My position is that it is propaganda. Let's break down bit by bit.

"Social Security's financing PROBLEMS are long term and will not affect today's retirees and near-retirees, but they are VERY LARGE and SERIOUS."

VERY LARGE AND SERIOUS. That is alarming. This is going to be bad. Real basd. I can feel it in my bones.

"People are living longer ..."

So this must present some huge actuarial problem. Is that what they are saying? Otherwise, it seems kinda like a positive to me.

" ... the first baby boomers are five years from retirement..."

Okay. And? Besides being untrue, that is. They are actually, to quibble a bit with the SSA, 3 years away (i.e. the war ended in August 1945 which would put the first Boomers being born in 1946.)
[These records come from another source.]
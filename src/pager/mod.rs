//! Cursor pagination: `Pager` and the page envelope types.
//!
//! Every list endpoint answers with `{"result": [...], "meta": {...}}` where
//! `meta` carries `has_next`/`next_cursor` plus endpoint-specific fields. A
//! [`Pager`] walks those pages strictly in order, one request at a time.

mod convert;
pub mod wire;

use crate::error::{Error, Result};
use crate::http::{Client, ClientOptions, SearchParams};

use futures_util::{Stream, TryStreamExt};
use serde::de::DeserializeOwned;
use serde::{Deserialize, Serialize};
use std::marker::PhantomData;

pub use convert::PageInfoError;

/// Query parameter carrying the cursor of the next page.
pub const CURSOR_PARAM: &str = "cursor";

/// Query parameter bounding the page size.
pub const LIMIT_PARAM: &str = "limit";

// ─── Envelope ────────────────────────────────────────────────────────────────

/// Whether another page follows, and where it starts.
#[derive(Debug, Clone, PartialEq, Eq, Hash, Serialize, Deserialize)]
#[serde(try_from = "wire::PageInfoWire", into = "wire::PageInfoWire")]
pub enum PageInfo {
    Next { cursor: String },
    Last,
}

impl PageInfo {
    pub fn has_next(&self) -> bool {
        matches!(self, PageInfo::Next { .. })
    }

    pub fn next_cursor(&self) -> Option<&str> {
        match self {
            PageInfo::Next { cursor } => Some(cursor),
            PageInfo::Last => None,
        }
    }
}

/// Page metadata that exposes the pagination discriminant.
///
/// Endpoint metas embed a [`PageInfo`] with `#[serde(flatten)]` and return it here.
pub trait PageMeta {
    fn page_info(&self) -> &PageInfo;
}

impl PageMeta for PageInfo {
    fn page_info(&self) -> &PageInfo {
        self
    }
}

/// One page of results.
#[derive(Debug, Clone, PartialEq, Serialize, Deserialize)]
pub struct Page<T, M = PageInfo> {
    pub result: Vec<T>,
    pub meta: M,
}

/// What a [`Pager`] needs from a page: its items and its metadata.
pub trait Paginated: DeserializeOwned {
    type Item;
    type Meta: PageMeta + Clone;

    fn meta(&self) -> &Self::Meta;

    fn into_parts(self) -> (Vec<Self::Item>, Self::Meta);
}

impl<T, M> Paginated for Page<T, M>
where
    T: DeserializeOwned,
    M: PageMeta + Clone + DeserializeOwned,
{
    type Item = T;
    type Meta = M;

    fn meta(&self) -> &M {
        &self.meta
    }

    fn into_parts(self) -> (Vec<T>, M) {
        (self.result, self.meta)
    }
}

/// One element of a page, paired with that page's metadata.
#[derive(Debug, Clone, PartialEq)]
pub struct PagedItem<T, M = PageInfo> {
    pub value: T,
    pub meta: M,
}

/// Pagination parameters shared by every list endpoint.
#[derive(Debug, Clone, Default, PartialEq, Eq)]
pub struct PagerInput {
    pub limit: Option<u32>,
    pub cursor: Option<String>,
}

impl PagerInput {
    pub fn new() -> Self {
        Self::default()
    }

    pub fn limit(mut self, limit: u32) -> Self {
        self.limit = Some(limit);
        self
    }

    pub fn cursor(mut self, cursor: impl Into<String>) -> Self {
        self.cursor = Some(cursor.into());
        self
    }

    pub(crate) fn write_to(&self, params: &mut SearchParams) {
        params.insert_opt(LIMIT_PARAM, self.limit);
        params.insert_opt(CURSOR_PARAM, self.cursor.clone());
    }
}

impl From<PagerInput> for SearchParams {
    fn from(input: PagerInput) -> Self {
        let mut params = SearchParams::new();
        input.write_to(&mut params);
        params
    }
}

// ─── Pager ───────────────────────────────────────────────────────────────────

/// Stateful walk over a cursor-paginated list.
///
/// Owns its cursor and "more pages" flag; nothing is shared between pagers,
/// so any number of them may run against one [`Client`] concurrently.
///
/// ```rust,ignore
/// let mut pager = client.domains().list(PagerInput::new().limit(100), None);
/// while pager.has_next_page() {
///     let page = pager.next_page().await?;
///     println!("{:?}", page.result);
/// }
/// ```
#[derive(Debug)]
pub struct Pager<P> {
    client: Client,
    path: String,
    params: SearchParams,
    overrides: Option<ClientOptions>,
    has_next: bool,
    _page: PhantomData<fn() -> P>,
}

impl<P: Paginated> Pager<P> {
    pub fn new(
        client: Client,
        path: impl Into<String>,
        params: SearchParams,
        overrides: Option<ClientOptions>,
    ) -> Self {
        Self {
            client,
            path: path.into(),
            params,
            overrides,
            has_next: true,
            _page: PhantomData,
        }
    }

    /// Whether another page may be fetched. No I/O.
    pub fn has_next_page(&self) -> bool {
        self.has_next
    }

    pub fn path(&self) -> &str {
        &self.path
    }

    /// Query parameters for the next fetch, cursor included.
    pub fn params(&self) -> &SearchParams {
        &self.params
    }

    /// Fetch the next page and advance the cursor.
    ///
    /// Fails with [`Error::PaginationExhausted`] once the last page has been
    /// returned; a failed fetch leaves the pager where it was.
    pub async fn next_page(&mut self) -> Result<P> {
        if !self.has_next {
            return Err(Error::PaginationExhausted);
        }

        let page: P = self
            .client
            .get(&self.path, Some(&self.params), self.overrides.as_ref())
            .await?;

        match page.meta().page_info() {
            PageInfo::Next { cursor } => {
                tracing::trace!(path = %self.path, cursor = %cursor, "Advancing pager");
                self.params.insert(CURSOR_PARAM, cursor.clone());
            }
            PageInfo::Last => {
                tracing::trace!(path = %self.path, "Pager reached last page");
                self.has_next = false;
            }
        }

        Ok(page)
    }

    /// Remaining pages, in order. The pager keeps its state when the stream is dropped.
    pub fn pages(&mut self) -> impl Stream<Item = Result<P>> + '_ {
        async_stream::try_stream! {
            while self.has_next {
                let page = self.next_page().await?;
                yield page;
            }
        }
    }

    /// Owning form of [`Pager::pages`].
    pub fn into_pages(mut self) -> impl Stream<Item = Result<P>> {
        async_stream::try_stream! {
            while self.has_next {
                let page = self.next_page().await?;
                yield page;
            }
        }
    }

    /// Remaining items, page by page, each paired with its page's metadata.
    pub fn items(&mut self) -> impl Stream<Item = Result<PagedItem<P::Item, P::Meta>>> + '_ {
        async_stream::try_stream! {
            while self.has_next {
                let (values, meta) = self.next_page().await?.into_parts();
                for value in values {
                    yield PagedItem { value, meta: meta.clone() };
                }
            }
        }
    }

    /// Owning form of [`Pager::items`].
    pub fn into_items(mut self) -> impl Stream<Item = Result<PagedItem<P::Item, P::Meta>>> {
        async_stream::try_stream! {
            while self.has_next {
                let (values, meta) = self.next_page().await?.into_parts();
                for value in values {
                    yield PagedItem { value, meta: meta.clone() };
                }
            }
        }
    }

    /// Drain every remaining item into a `Vec`.
    pub async fn collect_items(&mut self) -> Result<Vec<PagedItem<P::Item, P::Meta>>> {
        self.items().try_collect().await
    }
}
//! Domains: the hostnames allowed to load the project's web fonts.

pub mod client;
pub mod wire;

use crate::pager::{Page, PageInfo, PageMeta};
use serde::{Deserialize, Serialize};

pub use crate::pager::PagerInput as ListInput;

/// Endpoint path for the domains resource.
pub const PATH: &str = "/domains";

/// Metadata of a `GET /domains` page.
#[derive(Debug, Clone, PartialEq, Eq, Serialize, Deserialize)]
pub struct DomainsMeta {
    #[serde(flatten)]
    pub page: PageInfo,
    pub project_id: String,
}

impl PageMeta for DomainsMeta {
    fn page_info(&self) -> &PageInfo {
        &self.page
    }
}

/// One page of registered domain names.
pub type ListResult = Page<String, DomainsMeta>;

/// Response of `POST /domains`.
#[derive(Debug, Clone, PartialEq, Eq, Serialize, Deserialize)]
pub struct AddResult {
    pub domains: Vec<String>,
}
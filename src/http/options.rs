//! Client options: instance defaults merged with per-call overrides.

use crate::error::{Error, Result};
use crate::http::retry::RetryConfig;
use crate::network::DEFAULT_API_URL;
use std::time::Duration;

/// Default request timeout.
pub const DEFAULT_TIMEOUT: Duration = Duration::from_secs(30);

/// Default number of retries after the initial attempt.
pub const DEFAULT_RETRY_LIMIT: u32 = 2;

/// Environment variable read by [`ClientOptions::from_env`] for the token.
pub const API_TOKEN_ENV: &str = "MORISAWA_FONTS_API_TOKEN";

/// Environment variable read by [`ClientOptions::from_env`] for the base URL.
pub const BASE_URL_ENV: &str = "MORISAWA_FONTS_BASE_URL";

/// Timeout applied to one logical call, retries included.
#[derive(Debug, Clone, Copy, PartialEq, Eq)]
pub enum RequestTimeout {
    After(Duration),
    Disabled,
}

impl RequestTimeout {
    pub fn duration(&self) -> Option<Duration> {
        match self {
            RequestTimeout::After(d) => Some(*d),
            RequestTimeout::Disabled => None,
        }
    }
}

impl From<Duration> for RequestTimeout {
    fn from(d: Duration) -> Self {
        RequestTimeout::After(d)
    }
}

/// Partial client configuration.
///
/// Every field is optional: the client holds one set as instance defaults and
/// each call may pass another set that wins field by field.
#[derive(Debug, Clone, Default)]
pub struct ClientOptions {
    /// API token sent as `Authorization: Bearer <token>`.
    pub api_token: Option<String>,
    /// Base URL for the API endpoint. Defaults to [`DEFAULT_API_URL`].
    pub base_url: Option<String>,
    /// Defaults to [`DEFAULT_TIMEOUT`].
    pub timeout: Option<RequestTimeout>,
    /// Retry attempts for failed requests. Defaults to [`DEFAULT_RETRY_LIMIT`].
    pub retry: Option<u32>,
    /// Delay schedule between retries.
    pub backoff: Option<RetryConfig>,
    /// Transport used to send requests.
    pub http_client: Option<reqwest::Client>,
}

impl ClientOptions {
    pub fn new() -> Self {
        Self::default()
    }

    /// Token and base URL from [`API_TOKEN_ENV`] / [`BASE_URL_ENV`], if set.
    pub fn from_env() -> Self {
        Self {
            api_token: std::env::var(API_TOKEN_ENV).ok(),
            base_url: std::env::var(BASE_URL_ENV).ok(),
            ..Self::default()
        }
    }

    pub fn api_token(mut self, token: impl Into<String>) -> Self {
        self.api_token = Some(token.into());
        self
    }

    pub fn base_url(mut self, url: impl Into<String>) -> Self {
        self.base_url = Some(url.into());
        self
    }

    pub fn timeout(mut self, timeout: Duration) -> Self {
        self.timeout = Some(RequestTimeout::After(timeout));
        self
    }

    pub fn no_timeout(mut self) -> Self {
        self.timeout = Some(RequestTimeout::Disabled);
        self
    }

    pub fn retry(mut self, limit: u32) -> Self {
        self.retry = Some(limit);
        self
    }

    pub fn backoff(mut self, config: RetryConfig) -> Self {
        self.backoff = Some(config);
        self
    }

    pub fn http_client(mut self, client: reqwest::Client) -> Self {
        self.http_client = Some(client);
        self
    }

    /// Overlay `overrides` on top of `self`; set fields in `overrides` win.
    pub fn merge(&self, overrides: &ClientOptions) -> ClientOptions {
        ClientOptions {
            api_token: overrides.api_token.clone().or_else(|| self.api_token.clone()),
            base_url: overrides.base_url.clone().or_else(|| self.base_url.clone()),
            timeout: overrides.timeout.or(self.timeout),
            retry: overrides.retry.or(self.retry),
            backoff: overrides.backoff.clone().or_else(|| self.backoff.clone()),
            http_client: overrides
                .http_client
                .clone()
                .or_else(|| self.http_client.clone()),
        }
    }

    /// Fill in defaults. Fails when no non-empty token is configured.
    pub(crate) fn resolve(&self, fallback: &reqwest::Client) -> Result<ResolvedOptions> {
        let api_token = match self.api_token.as_deref() {
            Some(token) if !token.is_empty() => token.to_string(),
            _ => return Err(Error::missing_token()),
        };

        let base_url = match self.base_url.as_deref() {
            Some(url) if !url.is_empty() => url.to_string(),
            _ => DEFAULT_API_URL.to_string(),
        };

        Ok(ResolvedOptions {
            api_token,
            base_url,
            timeout: self
                .timeout
                .unwrap_or(RequestTimeout::After(DEFAULT_TIMEOUT))
                .duration(),
            retry: self.retry.unwrap_or(DEFAULT_RETRY_LIMIT),
            backoff: self.backoff.clone().unwrap_or_default(),
            http_client: self.http_client.clone().unwrap_or_else(|| fallback.clone()),
        })
    }
}

/// Effective configuration for a single call.
#[derive(Debug, Clone)]
pub(crate) struct ResolvedOptions {
    pub api_token: String,
    pub base_url: String,
    pub timeout: Option<Duration>,
    pub retry: u32,
    pub backoff: RetryConfig,
    pub http_client: reqwest::Client,
}

impl ResolvedOptions {
    /// `base_url` joined with `path`; a leading `/` on `path` is dropped.
    pub fn url_for(&self, path: &str) -> String {
        let path = path.strip_prefix('/').unwrap_or(path);
        format!("{}/{}", self.base_url.trim_end_matches('/'), path)
    }
}

#[cfg(test)]
mod tests {
    use super::*;

    #[test]
    fn test_override_wins_field_by_field() {
        let defaults = ClientOptions::new()
            .api_token("instance")
            .base_url("https://example.com/v1")
            .retry(5);
        let overrides = ClientOptions::new().api_token("call").no_timeout();

        let merged = defaults.merge(&overrides);
        assert_eq!(merged.api_token.as_deref(), Some("call"));
        assert_eq!(merged.base_url.as_deref(), Some("https://example.com/v1"));
        assert_eq!(merged.retry, Some(5));
        assert_eq!(merged.timeout, Some(RequestTimeout::Disabled));
    }

    #[test]
    fn test_merge_does_not_touch_defaults() {
        let defaults = ClientOptions::new().api_token("instance");
        let _ = defaults.merge(&ClientOptions::new().api_token("call"));
        assert_eq!(defaults.api_token.as_deref(), Some("instance"));
    }

    #[test]
    fn test_resolve_requires_token() {
        let fallback = reqwest::Client::new();
        let err = ClientOptions::new().resolve(&fallback).unwrap_err();
        assert_eq!(err.to_string(), "You must provide an API token.");

        let err = ClientOptions::new()
            .api_token("")
            .resolve(&fallback)
            .unwrap_err();
        assert!(matches!(err, Error::Configuration(_)));
    }

    #[test]
    fn test_resolve_defaults() {
        let fallback = reqwest::Client::new();
        let resolved = ClientOptions::new()
            .api_token("t")
            .base_url("")
            .resolve(&fallback)
            .unwrap();
        assert_eq!(resolved.base_url, DEFAULT_API_URL);
        assert_eq!(resolved.timeout, Some(Duration::from_secs(30)));
        assert_eq!(resolved.retry, 2);
    }

    #[test]
    fn test_resolve_disabled_timeout() {
        let fallback = reqwest::Client::new();
        let resolved = ClientOptions::new()
            .api_token("t")
            .no_timeout()
            .resolve(&fallback)
            .unwrap();
        assert_eq!(resolved.timeout, None);
    }

    #[test]
    fn test_url_for_strips_leading_slash() {
        let fallback = reqwest::Client::new();
        let resolved = ClientOptions::new()
            .api_token("t")
            .base_url("https://example.com/v1/")
            .resolve(&fallback)
            .unwrap();
        assert_eq!(resolved.url_for("/domains"), "https://example.com/v1/domains");
        assert_eq!(resolved.url_for("stats/pv"), "https://example.com/v1/stats/pv");
    }
}
//! Domains sub-client: list, add, delete.

use crate::client::MorisawaFontsWebFont;
use crate::domain::domains::wire::DomainsRequest;
use crate::domain::domains::{AddResult, ListInput, ListResult, PATH};
use crate::error::Result;
use crate::http::ClientOptions;
use crate::pager::Pager;

/// Sub-client for domain operations.
pub struct Domains<'a> {
    pub(crate) client: &'a MorisawaFontsWebFont,
}

impl<'a> Domains<'a> {
    /// Paginated list of domains registered to the project.
    ///
    /// ```rust,ignore
    /// let mut items = client.domains().list(ListInput::new(), None).into_items();
    /// while let Some(domain) = items.try_next().await? {
    ///     println!("{}", domain.value);
    /// }
    /// ```
    pub fn list(&self, input: ListInput, options: Option<ClientOptions>) -> Pager<ListResult> {
        self.client.http.get_list(PATH, input, options)
    }

    /// Add domains to the project.
    pub async fn add<S: AsRef<str>>(
        &self,
        domains: &[S],
        options: Option<&ClientOptions>,
    ) -> Result<AddResult> {
        let body = DomainsRequest::new(domains);
        self.client.http.post(PATH, Some(&body), options).await
    }

    /// Remove domains from the project.
    pub async fn delete<S: AsRef<str>>(
        &self,
        domains: &[S],
        options: Option<&ClientOptions>,
    ) -> Result<()> {
        let body = DomainsRequest::new(domains);
        self.client.http.delete(PATH, Some(&body), options).await
    }
}
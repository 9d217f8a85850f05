//! Stats sub-clients: `stats().pv()` and `stats().pv().domains()`.

use crate::client::MorisawaFontsWebFont;
use crate::domain::stats::{
    PvDomainsInput, PvDomainsResult, PvInput, PvResult, PV_DOMAINS_PATH, PV_PATH,
};
use crate::error::Result;
use crate::http::{ClientOptions, SearchParams};
use crate::pager::Pager;

/// Sub-client for statistics.
pub struct Stats<'a> {
    pub(crate) client: &'a MorisawaFontsWebFont,
}

impl<'a> Stats<'a> {
    pub fn pv(&self) -> Pv<'a> {
        Pv {
            client: self.client,
        }
    }
}

/// Page view statistics.
pub struct Pv<'a> {
    pub(crate) client: &'a MorisawaFontsWebFont,
}

impl<'a> Pv<'a> {
    /// Total page views of the project over a month range.
    pub async fn get(&self, input: PvInput, options: Option<&ClientOptions>) -> Result<PvResult> {
        let params = SearchParams::from(input);
        self.client.http.get(PV_PATH, Some(&params), options).await
    }

    pub fn domains(&self) -> PvDomains<'a> {
        PvDomains {
            client: self.client,
        }
    }
}

/// Page view statistics broken down by domain.
pub struct PvDomains<'a> {
    pub(crate) client: &'a MorisawaFontsWebFont,
}

impl<'a> PvDomains<'a> {
    pub fn list(
        &self,
        input: PvDomainsInput,
        options: Option<ClientOptions>,
    ) -> Pager<PvDomainsResult> {
        self.client.http.get_list(PV_DOMAINS_PATH, input, options)
    }
}
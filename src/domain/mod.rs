//! Resource modules organized as vertical slices.
//!
//! Each sub-module contains:
//! - `mod.rs`: Request inputs and response types
//! - `wire.rs`: Request bodies as sent to the backend (where there are any)
//! - `client.rs`: Sub-client mapping methods to endpoint paths

pub mod domains;
pub mod stats;
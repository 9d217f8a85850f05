//! Network constants for the Morisawa Fonts web font API.

/// Default REST API base URL.
pub const DEFAULT_API_URL: &str = "https://api.morisawafonts.com/webfont/v1";

/// `User-Agent` sent by non-browser hosts.
pub const USER_AGENT: &str = concat!("morisawafonts-webfont-rs/", env!("CARGO_PKG_VERSION"));
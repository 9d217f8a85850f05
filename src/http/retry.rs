//! Retry policies for HTTP requests.

use reqwest::header::{HeaderMap, RETRY_AFTER};
use reqwest::{Method, StatusCode};
use std::time::Duration;

/// Whether a request may be retried at all.
#[derive(Debug, Clone, Copy, PartialEq, Eq, Default)]
pub enum RetryPolicy {
    /// No retries. Used for POST.
    #[default]
    None,
    /// Retry on transport failures and retryable statuses.
    Idempotent,
}

impl RetryPolicy {
    pub fn for_method(method: &Method) -> Self {
        if *method == Method::POST {
            RetryPolicy::None
        } else {
            RetryPolicy::Idempotent
        }
    }
}

/// Backoff schedule and retryable statuses.
///
/// The number of retries lives in [`ClientOptions::retry`](super::ClientOptions::retry);
/// this only decides how long to wait and what is worth retrying.
#[derive(Debug, Clone)]
pub struct RetryConfig {
    /// Initial delay before the first retry.
    pub initial_delay: Duration,
    /// Maximum delay between retries.
    pub max_delay: Duration,
    /// Multiplier applied to the delay after each retry.
    pub backoff_factor: f64,
    /// Whether to add ±25% jitter to the delay.
    pub jitter: bool,
    /// HTTP status codes that trigger a retry.
    pub retryable_statuses: Vec<u16>,
}

impl Default for RetryConfig {
    fn default() -> Self {
        Self {
            initial_delay: Duration::from_millis(300),
            max_delay: Duration::from_secs(10),
            backoff_factor: 2.0,
            jitter: true,
            retryable_statuses: vec![408, 413, 429, 500, 502, 503, 504],
        }
    }
}

impl RetryConfig {
    /// Fixed delay between retries, no jitter. Handy in tests.
    pub fn constant(delay: Duration) -> Self {
        Self {
            initial_delay: delay,
            max_delay: delay,
            backoff_factor: 1.0,
            jitter: false,
            ..Self::default()
        }
    }

    pub fn is_retryable_status(&self, status: StatusCode) -> bool {
        self.retryable_statuses.contains(&status.as_u16())
    }

    /// Calculate delay for a given attempt (0-indexed).
    pub fn delay_for_attempt(&self, attempt: u32) -> Duration {
        let base = self.initial_delay.as_millis() as f64
            * self.backoff_factor.powi(attempt as i32);
        let capped = base.min(self.max_delay.as_millis() as f64);

        let final_ms = if self.jitter {
            let jitter_range = capped * 0.25;
            let jitter = (rand::random::<f64>() - 0.5) * 2.0 * jitter_range;
            (capped + jitter).max(0.0)
        } else {
            capped
        };

        Duration::from_millis(final_ms as u64)
    }

    /// Server-requested delay from `Retry-After` (seconds), capped at `max_delay`.
    ///
    /// Only honoured on 413, 429 and 503.
    pub fn retry_after(&self, status: StatusCode, headers: &HeaderMap) -> Option<Duration> {
        if !matches!(status.as_u16(), 413 | 429 | 503) {
            return None;
        }
        let secs: f64 = headers.get(RETRY_AFTER)?.to_str().ok()?.trim().parse().ok()?;
        if !secs.is_finite() || secs < 0.0 {
            return None;
        }
        Some(Duration::from_secs_f64(secs).min(self.max_delay))
    }
}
" ... and the birth rate is low."

I thought that Zero population growth was actually a good thing but hey, I guess this means that the actuarial bugaboo is once again raising its head.

So next it will tell us what the effect of all this will be.

"The result is that the worker-to-beneficiary ratio has fallen from 16-to-1 in 1950 to 3.3-to-1 today."

Okay. I presume that this is the actuarial problem. Is it in fact a problem? They do not actually tell us what this problem is. They leave us to assume some implication.

So the worker to beneficiary rate has fallen dramatically. That would have to mean that right now, we are seeing these problems. Are we?

Is is an actuarial problem when the structure and the system are running at a surplus? And has been running at a surplus since the mid-1980s?

"Within 40 years it will be 2-to-1."

Okay. So here is the killer, right?

"At this ratio there will not be enough workers to pay scheduled benefits at current tax rates."

Now what exactly does this mean? Does it mean that in 2045, with 2 workers to each beneficiary, the money coming into the system will not be sufficient to pay all of the benefits at current tax rates? I presume that is what it means. It does not, however, note that the surplus in the fund is still held in treasury notes and bonds? And that can be used to pay benefits.

Actually, they will use the t-notes and t-bonds much more quickly than in 2045 so what they actually did was very poorly construct their propaganda.

Sorry. This stuff really doesn't say much at all except for a blurby assertion of problems without the comman courtesy of a fucking reach around. The writer actually seems to hold the citizens in contempt.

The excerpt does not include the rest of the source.